La Gazette de la grande ile

Edito : Plus de maux que de réussites

Publié le 24 novembre 2021

Les débats parlementaires sur le Budget 2022 soumis pour approbation à  Tsimbazaza attirent l’attention de  tous les  secteurs de la  nation. Les  simples  gens, les profanes  et les  experts  comme les opérateurs économiques s’y  intéressent tous. La  raison  de  cet intérêt  particulier concerne uniquement une gouvernance qui a  débuté avec l’arrivée  de  Christian  Ntsay au pouvoir à la  suite  de l’émeute des 73 parlementaires contre Hery Rajaonarimampianina  en 2018 laquelle  «a ouvert de facto la course à sa succession ». Et la nomination, le lundi 4 juin, de Christian Ntsay au poste de Premier ministre ne change rien au parfum de fin de règne qui flotte sur Antananarivo, précise Olivier  Caslin  de Jeune  Afrique.

L’indéniable seul fait saillant depuis  sa nomination  était de  diriger «un gouvernement capable de sortir de la crise et de conduire le pays jusqu’à l’élection présidentielle.» Charge  qu’il a  réussie  tant  bien  que mal , il  faut le  reconnaître.

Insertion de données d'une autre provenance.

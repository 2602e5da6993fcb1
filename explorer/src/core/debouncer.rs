//! Quiet-interval debouncing of free-typing input
//!
//! Each keystroke cancels the pending timer and starts a new one; only input
//! that stays unchanged for the whole quiet interval turns into a dispatch.
//! Blank input never waits: it is turned into a clear straight away.

use std::time::Duration;

use tokio::sync::mpsc;
use tokio::task::JoinHandle;

use shared::QueryKind;

/// What a debouncer asks the event loop to do
#[derive(Debug, Clone, PartialEq, Eq)]
pub enum DebouncedAction {
    Dispatch { kind: QueryKind, text: String },
    Clear { kind: QueryKind },
}

impl DebouncedAction {
    pub fn kind(&self) -> QueryKind {
        match self {
            DebouncedAction::Dispatch { kind, .. } | DebouncedAction::Clear { kind } => *kind,
        }
    }
}

/// Debouncer for a single input stream
pub struct InputDebouncer {
    kind: QueryKind,
    quiet_interval: Duration,
    actions: mpsc::UnboundedSender<DebouncedAction>,
    pending: Option<JoinHandle<()>>,
}

impl InputDebouncer {
    pub fn new(
        kind: QueryKind,
        quiet_interval: Duration,
        actions: mpsc::UnboundedSender<DebouncedAction>,
    ) -> Self {
        Self {
            kind,
            quiet_interval,
            actions,
            pending: None,
        }
    }

    pub fn kind(&self) -> QueryKind {
        self.kind
    }

    pub fn quiet_interval(&self) -> Duration {
        self.quiet_interval
    }

    /// Restart the quiet interval for `text`
    pub fn input_changed(&mut self, text: &str) {
        self.cancel();

        if text.trim().is_empty() {
            self.emit(DebouncedAction::Clear { kind: self.kind });
            return;
        }

        let action = DebouncedAction::Dispatch {
            kind: self.kind,
            text: text.to_string(),
        };
        let actions = self.actions.clone();
        let quiet_interval = self.quiet_interval;

        self.pending = Some(tokio::spawn(async move {
            tokio::time::sleep(quiet_interval).await;
            let _ = actions.send(action);
        }));
    }

    /// Explicit submit: skip the quiet interval and drop anything pending
    pub fn submit(&mut self, text: &str) {
        self.cancel();

        if text.trim().is_empty() {
            self.emit(DebouncedAction::Clear { kind: self.kind });
        } else {
            self.emit(DebouncedAction::Dispatch {
                kind: self.kind,
                text: text.to_string(),
            });
        }
    }

    pub fn cancel(&mut self) {
        if let Some(handle) = self.pending.take() {
            handle.abort();
        }
    }

    pub fn has_pending(&self) -> bool {
        self.pending
            .as_ref()
            .is_some_and(|handle| !handle.is_finished())
    }

    fn emit(&self, action: DebouncedAction) {
        if self.actions.send(action).is_err() {
            tracing::debug!("{} debouncer has no listener", self.kind);
        }
    }
}

impl Drop for InputDebouncer {
    fn drop(&mut self) {
        self.cancel();
    }
}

Avec tous les couacs que l’on  sait… Depuis, le  retour triomphal  d’Andry Rajoelina en 2019 et le premier gouvernement nommé par le nouveau Chef d’Etat avec la  reconduction de Christian  Ntsay comme Premier ministre, le système ronronnait dans un climat de  déficit de  savoir-faire et d’incapacité  de faire  face  aux  vrais problèmes du pays. L’invasion  de cette pandémie venue  de la Chine  lointaine n’a  fait que montrer  un peu plus le rôle de  simple  figurant  du Premier  ministre. Ecarté de la  conduite  des  affaires  de l’Etat  ou tout  simplement inertie volontaire de la part  d’une personnalité  censée animer l’équipe gouvernementale pour réaliser et  concrétiser les options à  vocation  nationale  du Président  de la  République, Christian  Ntsay n’avait pas  du tout l’air d’être un  bon  exécutant. D’une année à l’autre, les grandes  lignes du P.G.E (Programme Général  de l’Etat) sont souvent enregistrées dans les chapitres  des «vœux pieux» que  n’arrêtent pas chanter  sur un ton  moqueur les  détracteurs du  régime. Malgré  tous les efforts personnels visibles  du Président  de la République dans  ce  sens, la production rizicole, les  revenus des exploitations minières l’insécurité et la lutte  contre la  corruption n’enregistrent  que  de minables  et  symboliques  résultats. Alors  que  d’un  côté, les  détails des  errements  divers dans la manière de servir  des  administrations font l’objet d’une longue liste de maux que les observateurs les plus  indulgents reprochent à un Premier ministre qui, à  chaque  rencontre  avec le public, donne l’impression de  vouloir montrer  qu’il  est l’homme  qu’il  faut à la place  qu’il faut. C’est la  déception  totale pour les compatriotes  qui  se débattent  dans les difficultés nées d’une inefficacité flagrante de l’équipe gouvernementale  incapable  d’éviter  au  Chef  de l’Etat les analyses ironiques d’une opposition de  grandes gueules, composée de groupuscules dépourvus de  chef charismatique.